#### [Exercise]
From the entries below, tally the lines with "compared" in them and reply with that figure only.

#### [Data for this task]
"""

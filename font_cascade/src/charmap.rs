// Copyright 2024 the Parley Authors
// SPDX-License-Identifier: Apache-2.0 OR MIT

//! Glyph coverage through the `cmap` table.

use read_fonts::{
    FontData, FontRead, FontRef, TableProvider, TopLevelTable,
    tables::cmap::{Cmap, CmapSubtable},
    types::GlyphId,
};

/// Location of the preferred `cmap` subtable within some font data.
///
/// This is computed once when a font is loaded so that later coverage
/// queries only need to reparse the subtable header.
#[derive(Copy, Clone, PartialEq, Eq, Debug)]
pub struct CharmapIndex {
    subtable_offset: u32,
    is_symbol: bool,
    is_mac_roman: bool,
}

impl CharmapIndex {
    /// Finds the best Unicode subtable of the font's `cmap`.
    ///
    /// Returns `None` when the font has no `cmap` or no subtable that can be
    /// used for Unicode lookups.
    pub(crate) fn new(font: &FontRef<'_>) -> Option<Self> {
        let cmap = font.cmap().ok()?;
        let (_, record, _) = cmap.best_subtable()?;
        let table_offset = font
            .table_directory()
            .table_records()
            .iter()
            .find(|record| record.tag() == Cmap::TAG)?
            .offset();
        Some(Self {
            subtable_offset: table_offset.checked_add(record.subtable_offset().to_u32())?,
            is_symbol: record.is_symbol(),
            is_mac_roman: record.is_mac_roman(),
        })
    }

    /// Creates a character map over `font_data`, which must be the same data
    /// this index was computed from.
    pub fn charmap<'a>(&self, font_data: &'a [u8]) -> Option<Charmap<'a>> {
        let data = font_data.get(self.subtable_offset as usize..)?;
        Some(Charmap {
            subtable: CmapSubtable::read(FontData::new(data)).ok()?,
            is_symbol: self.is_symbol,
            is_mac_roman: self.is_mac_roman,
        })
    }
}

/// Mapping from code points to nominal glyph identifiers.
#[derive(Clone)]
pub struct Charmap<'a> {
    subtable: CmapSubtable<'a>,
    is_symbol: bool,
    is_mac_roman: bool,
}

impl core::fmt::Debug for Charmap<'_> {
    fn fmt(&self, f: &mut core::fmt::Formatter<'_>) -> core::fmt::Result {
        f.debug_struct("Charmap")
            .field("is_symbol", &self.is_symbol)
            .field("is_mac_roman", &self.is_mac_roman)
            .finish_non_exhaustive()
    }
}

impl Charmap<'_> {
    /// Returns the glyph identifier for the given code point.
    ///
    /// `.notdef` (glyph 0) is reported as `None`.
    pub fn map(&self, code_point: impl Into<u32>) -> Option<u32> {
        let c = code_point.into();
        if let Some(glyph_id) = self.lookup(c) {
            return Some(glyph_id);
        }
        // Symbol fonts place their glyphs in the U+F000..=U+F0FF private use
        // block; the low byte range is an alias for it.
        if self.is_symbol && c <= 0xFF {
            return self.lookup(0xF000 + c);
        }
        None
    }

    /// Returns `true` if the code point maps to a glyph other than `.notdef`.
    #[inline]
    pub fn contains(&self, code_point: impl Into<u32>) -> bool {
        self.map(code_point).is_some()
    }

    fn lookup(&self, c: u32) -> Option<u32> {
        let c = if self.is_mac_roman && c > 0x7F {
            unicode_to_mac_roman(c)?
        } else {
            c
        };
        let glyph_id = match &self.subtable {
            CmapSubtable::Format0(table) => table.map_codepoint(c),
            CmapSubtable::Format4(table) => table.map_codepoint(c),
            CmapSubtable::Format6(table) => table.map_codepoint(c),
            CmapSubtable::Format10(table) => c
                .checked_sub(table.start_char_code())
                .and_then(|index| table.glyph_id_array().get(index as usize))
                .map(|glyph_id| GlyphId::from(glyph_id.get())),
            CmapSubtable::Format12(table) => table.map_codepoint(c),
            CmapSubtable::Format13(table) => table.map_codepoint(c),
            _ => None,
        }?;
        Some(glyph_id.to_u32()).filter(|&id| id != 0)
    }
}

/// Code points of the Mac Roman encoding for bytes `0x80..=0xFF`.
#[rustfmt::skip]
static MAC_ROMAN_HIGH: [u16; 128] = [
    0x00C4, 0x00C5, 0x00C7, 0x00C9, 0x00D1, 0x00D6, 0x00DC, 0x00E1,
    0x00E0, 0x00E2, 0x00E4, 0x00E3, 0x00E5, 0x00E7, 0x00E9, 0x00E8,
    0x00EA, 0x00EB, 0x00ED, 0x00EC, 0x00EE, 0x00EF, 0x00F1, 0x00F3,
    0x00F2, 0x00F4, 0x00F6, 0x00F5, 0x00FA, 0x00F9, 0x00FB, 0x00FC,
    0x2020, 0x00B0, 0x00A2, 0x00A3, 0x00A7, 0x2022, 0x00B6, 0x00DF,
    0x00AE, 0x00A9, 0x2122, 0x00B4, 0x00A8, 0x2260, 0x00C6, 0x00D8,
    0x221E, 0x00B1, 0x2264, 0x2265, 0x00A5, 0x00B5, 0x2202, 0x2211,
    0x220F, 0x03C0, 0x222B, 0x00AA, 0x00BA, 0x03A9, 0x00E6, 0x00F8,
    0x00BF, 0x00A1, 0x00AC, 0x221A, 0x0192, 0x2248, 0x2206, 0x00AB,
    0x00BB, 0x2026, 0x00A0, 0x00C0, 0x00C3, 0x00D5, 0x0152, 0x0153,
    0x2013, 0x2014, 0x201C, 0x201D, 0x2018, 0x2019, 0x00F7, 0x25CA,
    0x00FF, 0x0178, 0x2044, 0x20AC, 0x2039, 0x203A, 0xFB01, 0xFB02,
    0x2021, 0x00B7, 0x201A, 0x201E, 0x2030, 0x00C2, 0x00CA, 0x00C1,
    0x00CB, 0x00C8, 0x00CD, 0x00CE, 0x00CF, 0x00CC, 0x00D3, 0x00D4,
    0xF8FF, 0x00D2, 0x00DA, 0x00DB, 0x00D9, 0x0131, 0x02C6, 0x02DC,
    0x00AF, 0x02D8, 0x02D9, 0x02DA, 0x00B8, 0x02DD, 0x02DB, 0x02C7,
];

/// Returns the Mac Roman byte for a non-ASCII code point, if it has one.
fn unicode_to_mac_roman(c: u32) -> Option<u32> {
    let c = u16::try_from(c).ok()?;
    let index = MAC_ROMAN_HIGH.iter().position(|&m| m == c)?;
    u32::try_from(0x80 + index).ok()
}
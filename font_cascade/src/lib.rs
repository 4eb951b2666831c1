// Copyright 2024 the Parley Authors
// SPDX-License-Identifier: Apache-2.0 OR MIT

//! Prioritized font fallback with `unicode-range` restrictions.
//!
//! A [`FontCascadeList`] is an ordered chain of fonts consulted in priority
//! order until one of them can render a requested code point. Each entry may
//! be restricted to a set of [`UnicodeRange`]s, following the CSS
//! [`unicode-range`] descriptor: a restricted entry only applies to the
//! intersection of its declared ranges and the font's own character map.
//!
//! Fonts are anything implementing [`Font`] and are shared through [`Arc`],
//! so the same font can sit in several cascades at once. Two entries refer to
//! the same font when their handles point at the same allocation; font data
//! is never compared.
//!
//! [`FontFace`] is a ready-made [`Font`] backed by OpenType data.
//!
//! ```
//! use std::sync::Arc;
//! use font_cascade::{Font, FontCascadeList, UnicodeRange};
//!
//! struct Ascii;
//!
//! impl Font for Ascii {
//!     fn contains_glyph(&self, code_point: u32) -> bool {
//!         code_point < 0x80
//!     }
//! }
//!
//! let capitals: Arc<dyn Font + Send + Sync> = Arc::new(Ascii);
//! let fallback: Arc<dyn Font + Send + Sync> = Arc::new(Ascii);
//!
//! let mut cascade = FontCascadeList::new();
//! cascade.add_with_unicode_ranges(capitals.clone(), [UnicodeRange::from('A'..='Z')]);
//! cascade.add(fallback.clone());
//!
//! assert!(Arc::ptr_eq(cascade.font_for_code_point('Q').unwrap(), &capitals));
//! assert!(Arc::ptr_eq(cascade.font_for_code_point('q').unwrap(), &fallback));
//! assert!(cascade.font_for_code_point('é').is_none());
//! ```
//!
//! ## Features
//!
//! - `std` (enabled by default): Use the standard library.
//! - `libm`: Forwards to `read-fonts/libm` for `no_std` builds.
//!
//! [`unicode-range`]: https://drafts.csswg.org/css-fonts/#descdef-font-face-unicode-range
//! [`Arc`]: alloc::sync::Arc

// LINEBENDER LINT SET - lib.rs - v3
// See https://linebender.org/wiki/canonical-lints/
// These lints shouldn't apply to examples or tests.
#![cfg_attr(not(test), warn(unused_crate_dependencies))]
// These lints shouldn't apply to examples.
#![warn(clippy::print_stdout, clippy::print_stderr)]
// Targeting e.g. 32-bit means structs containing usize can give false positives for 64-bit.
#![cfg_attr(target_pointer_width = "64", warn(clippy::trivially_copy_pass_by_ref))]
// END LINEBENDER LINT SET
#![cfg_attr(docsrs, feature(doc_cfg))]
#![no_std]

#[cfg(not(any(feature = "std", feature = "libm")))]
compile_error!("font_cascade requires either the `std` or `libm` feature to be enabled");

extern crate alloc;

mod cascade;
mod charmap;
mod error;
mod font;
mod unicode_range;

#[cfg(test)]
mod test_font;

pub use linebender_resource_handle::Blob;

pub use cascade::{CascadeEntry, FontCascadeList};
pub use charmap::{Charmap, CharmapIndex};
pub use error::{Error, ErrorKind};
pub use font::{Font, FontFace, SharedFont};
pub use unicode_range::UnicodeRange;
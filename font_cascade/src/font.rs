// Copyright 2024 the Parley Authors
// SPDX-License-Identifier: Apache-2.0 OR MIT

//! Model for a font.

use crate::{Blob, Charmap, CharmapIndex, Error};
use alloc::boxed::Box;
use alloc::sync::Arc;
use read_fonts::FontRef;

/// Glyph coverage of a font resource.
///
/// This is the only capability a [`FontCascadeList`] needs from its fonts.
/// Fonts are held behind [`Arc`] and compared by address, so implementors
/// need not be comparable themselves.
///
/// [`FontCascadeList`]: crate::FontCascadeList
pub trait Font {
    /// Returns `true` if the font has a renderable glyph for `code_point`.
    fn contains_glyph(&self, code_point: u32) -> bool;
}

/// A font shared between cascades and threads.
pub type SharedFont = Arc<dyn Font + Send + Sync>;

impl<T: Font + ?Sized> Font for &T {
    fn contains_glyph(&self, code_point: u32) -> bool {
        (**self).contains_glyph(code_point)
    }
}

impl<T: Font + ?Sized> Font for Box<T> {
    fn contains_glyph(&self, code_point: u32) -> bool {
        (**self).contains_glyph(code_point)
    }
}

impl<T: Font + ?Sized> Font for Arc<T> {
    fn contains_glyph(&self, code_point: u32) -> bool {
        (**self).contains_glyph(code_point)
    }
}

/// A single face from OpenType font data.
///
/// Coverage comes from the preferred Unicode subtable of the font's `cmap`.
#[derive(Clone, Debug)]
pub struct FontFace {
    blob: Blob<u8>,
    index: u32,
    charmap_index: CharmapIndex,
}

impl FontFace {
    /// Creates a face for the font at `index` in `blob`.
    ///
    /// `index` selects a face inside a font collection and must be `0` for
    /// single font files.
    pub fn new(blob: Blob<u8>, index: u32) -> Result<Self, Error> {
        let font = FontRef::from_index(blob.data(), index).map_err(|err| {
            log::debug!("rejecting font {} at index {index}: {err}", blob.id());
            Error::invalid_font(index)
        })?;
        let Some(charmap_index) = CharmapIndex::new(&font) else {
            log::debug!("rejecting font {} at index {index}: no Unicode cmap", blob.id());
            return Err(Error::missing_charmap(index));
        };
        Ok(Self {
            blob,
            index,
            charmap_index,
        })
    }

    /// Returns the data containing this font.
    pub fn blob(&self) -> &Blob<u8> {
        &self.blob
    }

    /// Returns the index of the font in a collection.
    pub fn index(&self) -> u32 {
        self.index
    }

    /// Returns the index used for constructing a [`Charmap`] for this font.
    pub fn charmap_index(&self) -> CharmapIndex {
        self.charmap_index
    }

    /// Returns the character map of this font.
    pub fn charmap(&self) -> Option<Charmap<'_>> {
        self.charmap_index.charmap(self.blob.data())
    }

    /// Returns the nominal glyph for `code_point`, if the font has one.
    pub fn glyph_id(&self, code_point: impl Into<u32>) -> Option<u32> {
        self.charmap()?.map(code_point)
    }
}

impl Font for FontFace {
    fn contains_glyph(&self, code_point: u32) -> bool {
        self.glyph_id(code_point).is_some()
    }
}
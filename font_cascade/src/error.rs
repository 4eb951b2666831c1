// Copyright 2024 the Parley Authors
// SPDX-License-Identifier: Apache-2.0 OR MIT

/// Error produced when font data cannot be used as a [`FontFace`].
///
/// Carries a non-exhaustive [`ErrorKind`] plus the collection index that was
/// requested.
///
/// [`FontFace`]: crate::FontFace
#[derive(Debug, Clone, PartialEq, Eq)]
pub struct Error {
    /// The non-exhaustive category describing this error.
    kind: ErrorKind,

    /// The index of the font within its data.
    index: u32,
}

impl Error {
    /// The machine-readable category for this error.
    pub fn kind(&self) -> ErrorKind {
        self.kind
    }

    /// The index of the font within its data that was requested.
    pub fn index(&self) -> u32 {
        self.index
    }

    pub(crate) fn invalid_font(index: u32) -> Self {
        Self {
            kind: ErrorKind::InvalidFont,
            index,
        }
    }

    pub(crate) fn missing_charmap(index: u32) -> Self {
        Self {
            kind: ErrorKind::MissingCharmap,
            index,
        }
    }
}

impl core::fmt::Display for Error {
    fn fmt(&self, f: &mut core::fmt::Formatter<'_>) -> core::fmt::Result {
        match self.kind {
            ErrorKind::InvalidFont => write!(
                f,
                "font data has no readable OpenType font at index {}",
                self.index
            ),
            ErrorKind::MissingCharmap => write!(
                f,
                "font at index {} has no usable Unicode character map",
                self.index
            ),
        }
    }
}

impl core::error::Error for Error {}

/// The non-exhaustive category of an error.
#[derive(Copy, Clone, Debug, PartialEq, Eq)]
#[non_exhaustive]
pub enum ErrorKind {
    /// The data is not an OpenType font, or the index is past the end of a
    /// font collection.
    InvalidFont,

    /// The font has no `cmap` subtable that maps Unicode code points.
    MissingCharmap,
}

"""

#### [Answer to this exercise]
2